State Pension age increase
There will be a review of the State Pension age in the next Parliament. Future increases to State Pension age will be longevity-based, however, there are already increases due to come into force.
By 2018, women's State Pension age will have been increased to 65; between 2018 and 2020 the State Pension age for both men and women will be increased to 66; and by 2028 to 67.
A further rise to 68 is scheduled to start in 2044 but is likely to happen sooner.
Contracting out ends
There will no longer be an earnings-related element to the State Pension and the ability to contract out of the second-tier earnings related pension will be abolished. Final salary pension schemes will end contracting out from April 2017.
Members will therefore pay a higher rate of employee National Insurance contributions from April 2017. Their employers will pay a higher rate of employer National Insurance.
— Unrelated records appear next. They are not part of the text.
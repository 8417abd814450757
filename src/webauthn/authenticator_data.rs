//! Authenticator data parsing
//!
//! Authenticator data is the binary structure signed by the authenticator in
//! both ceremonies:
//!
//! ```text
//! rpIdHash (32) | flags (1) | signCount (4, big-endian)
//!   [ aaguid (16) | credentialIdLength (2) | credentialId (L) | COSE key ]   if AT
//!   [ extensions (CBOR map) ]                                                if ED
//! ```
//!
//! Parsing is strict: every flagged section must be present in full and no
//! bytes may remain once all of them have been consumed.

use ciborium::value::Value;
use uuid::Uuid;

use super::cbor::decode_prefix;
use super::errors::WebAuthnError;
use crate::cose::CoseKey;

/// Length of the fixed header
pub const MIN_AUTHENTICATOR_DATA_LENGTH: usize = 37;

const AAGUID_LENGTH: usize = 16;
const MAX_CREDENTIAL_ID_LENGTH: usize = 1023;

/// Authenticator data flag bits
#[derive(Debug, Clone, Copy, PartialEq, Eq)]
pub struct AuthenticatorFlags(u8);

impl AuthenticatorFlags {
    pub const USER_PRESENT: u8 = 0x01;
    pub const USER_VERIFIED: u8 = 0x04;
    pub const BACKUP_ELIGIBLE: u8 = 0x08;
    pub const BACKUP_STATE: u8 = 0x10;
    pub const ATTESTED_CREDENTIAL_DATA: u8 = 0x40;
    pub const EXTENSION_DATA: u8 = 0x80;

    #[must_use]
    pub fn new(bits: u8) -> Self {
        Self(bits)
    }

    #[must_use]
    pub fn bits(self) -> u8 {
        self.0
    }

    #[must_use]
    pub fn user_present(self) -> bool {
        self.0 & Self::USER_PRESENT != 0
    }

    #[must_use]
    pub fn user_verified(self) -> bool {
        self.0 & Self::USER_VERIFIED != 0
    }

    #[must_use]
    pub fn backup_eligible(self) -> bool {
        self.0 & Self::BACKUP_ELIGIBLE != 0
    }

    #[must_use]
    pub fn backup_state(self) -> bool {
        self.0 & Self::BACKUP_STATE != 0
    }

    #[must_use]
    pub fn has_attested_credential_data(self) -> bool {
        self.0 & Self::ATTESTED_CREDENTIAL_DATA != 0
    }

    #[must_use]
    pub fn has_extension_data(self) -> bool {
        self.0 & Self::EXTENSION_DATA != 0
    }
}

/// Credential data attached during registration
#[derive(Debug, Clone)]
pub struct AttestedCredentialData {
    /// Authenticator model identifier
    pub aaguid: Uuid,
    pub credential_id: Vec<u8>,
    /// COSE key bytes exactly as they appeared in the authenticator data
    pub credential_public_key_bytes: Vec<u8>,
    pub credential_public_key: CoseKey,
}

/// Parsed authenticator data
#[derive(Debug, Clone)]
pub struct AuthenticatorData {
    raw: Vec<u8>,
    pub rp_id_hash: [u8; 32],
    pub flags: AuthenticatorFlags,
    pub sign_count: u32,
    pub attested_credential_data: Option<AttestedCredentialData>,
    /// Authenticator extension outputs (a CBOR map)
    pub extensions: Option<Value>,
}

/// Cursor over the remaining bytes
struct Reader<'a> {
    bytes: &'a [u8],
    pos: usize,
}

impl<'a> Reader<'a> {
    fn take(&mut self, len: usize, what: &str) -> Result<&'a [u8], WebAuthnError> {
        let end = self
            .pos
            .checked_add(len)
            .filter(|end| *end <= self.bytes.len())
            .ok_or_else(|| {
                WebAuthnError::MalformedAuthenticatorData(format!(
                    "Not enough bytes for {what}: need {len}, have {}",
                    self.bytes.len() - self.pos
                ))
            })?;
        let slice = &self.bytes[self.pos..end];
        self.pos = end;
        Ok(slice)
    }

    fn take_cbor(&mut self, what: &str) -> Result<(Value, &'a [u8]), WebAuthnError> {
        let rest = &self.bytes[self.pos..];
        if rest.is_empty() {
            return Err(WebAuthnError::MalformedAuthenticatorData(format!(
                "Missing {what}"
            )));
        }
        let (value, consumed) = decode_prefix(rest)?;
        let slice = &rest[..consumed];
        self.pos += consumed;
        Ok((value, slice))
    }

    fn remaining(&self) -> usize {
        self.bytes.len() - self.pos
    }
}

impl AuthenticatorData {
    /// Parse authenticator data
    ///
    /// # Arguments
    /// * `bytes` - Raw authenticator data
    ///
    /// # Errors
    /// Returns `MalformedAuthenticatorData` if any flagged section is
    /// truncated, if bytes remain after the last section, or if the backup
    /// state flag is set without backup eligibility. Returns `InvalidKeyData`
    /// if the embedded credential public key is not a valid COSE key.
    pub fn parse(bytes: &[u8]) -> Result<Self, WebAuthnError> {
        if bytes.len() < MIN_AUTHENTICATOR_DATA_LENGTH {
            return Err(WebAuthnError::MalformedAuthenticatorData(format!(
                "Authenticator data must be at least {MIN_AUTHENTICATOR_DATA_LENGTH} bytes, got {}",
                bytes.len()
            )));
        }

        let mut reader = Reader { bytes, pos: 0 };

        // 1. Fixed header
        let mut rp_id_hash = [0u8; 32];
        rp_id_hash.copy_from_slice(reader.take(32, "rpIdHash")?);
        let flags = AuthenticatorFlags::new(reader.take(1, "flags")?[0]);
        let counter_bytes = reader.take(4, "signCount")?;
        let sign_count = u32::from_be_bytes([
            counter_bytes[0],
            counter_bytes[1],
            counter_bytes[2],
            counter_bytes[3],
        ]);

        if flags.backup_state() && !flags.backup_eligible() {
            return Err(WebAuthnError::MalformedAuthenticatorData(
                "Backup state set on a credential that is not backup eligible".to_string(),
            ));
        }

        // 2. Attested credential data
        let attested_credential_data = if flags.has_attested_credential_data() {
            let aaguid_bytes = reader.take(AAGUID_LENGTH, "AAGUID")?;
            let aaguid = Uuid::from_slice(aaguid_bytes).map_err(|_| {
                WebAuthnError::MalformedAuthenticatorData("Invalid AAGUID".to_string())
            })?;

            let len_bytes = reader.take(2, "credential id length")?;
            let id_len = usize::from(u16::from_be_bytes([len_bytes[0], len_bytes[1]]));
            if id_len > MAX_CREDENTIAL_ID_LENGTH {
                return Err(WebAuthnError::MalformedAuthenticatorData(format!(
                    "Credential id length {id_len} exceeds {MAX_CREDENTIAL_ID_LENGTH}"
                )));
            }
            let credential_id = reader.take(id_len, "credential id")?.to_vec();

            let (key_value, key_bytes) = reader.take_cbor("credential public key")?;
            let credential_public_key = CoseKey::from_cbor(&key_value)?;

            Some(AttestedCredentialData {
                aaguid,
                credential_id,
                credential_public_key_bytes: key_bytes.to_vec(),
                credential_public_key,
            })
        } else {
            None
        };

        // 3. Extensions
        let extensions = if flags.has_extension_data() {
            let (value, _) = reader.take_cbor("extensions")?;
            if value.as_map().is_none() {
                return Err(WebAuthnError::MalformedAuthenticatorData(
                    "Extensions must be a CBOR map".to_string(),
                ));
            }
            Some(value)
        } else {
            None
        };

        // 4. Strict length accounting
        if reader.remaining() != 0 {
            return Err(WebAuthnError::MalformedAuthenticatorData(format!(
                "{} unexpected trailing bytes",
                reader.remaining()
            )));
        }

        Ok(Self {
            raw: bytes.to_vec(),
            rp_id_hash,
            flags,
            sign_count,
            attested_credential_data,
            extensions,
        })
    }

    /// The bytes this structure was parsed from
    #[must_use]
    pub fn raw(&self) -> &[u8] {
        &self.raw
    }
}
An employee earning £40,000 a year in a final salary pension scheme will pay approximately £480 a year more.
How will you be affected?
Those who will have reached State Pension age by 2017 will not be affected and will retain their pension entitlements based on the current system.
Those reaching State Pension age after 2017 will be affected; whether they're a winner or loser will depend upon their circumstances. There will be a one-off recalculation of everyone's State Pension entitlement, a monumental and expensive task to ensure existing entitlements are protected.
Those who contracted out of the second-tier pension - winners and losers
Anyone who has contracted out of S2P or SERPS will have a deduction applied to their £144 per week entitlement when the new rules become effective. The details are not yet available, however the deduction is likely to reflect the time spent contracted out and is unlikely to result in an income less than the current basic State Pension rate of £107.45 a week.
From 2017 until you reach your State Pension age, you can build additional entitlement, up to a maximum of £144 a week.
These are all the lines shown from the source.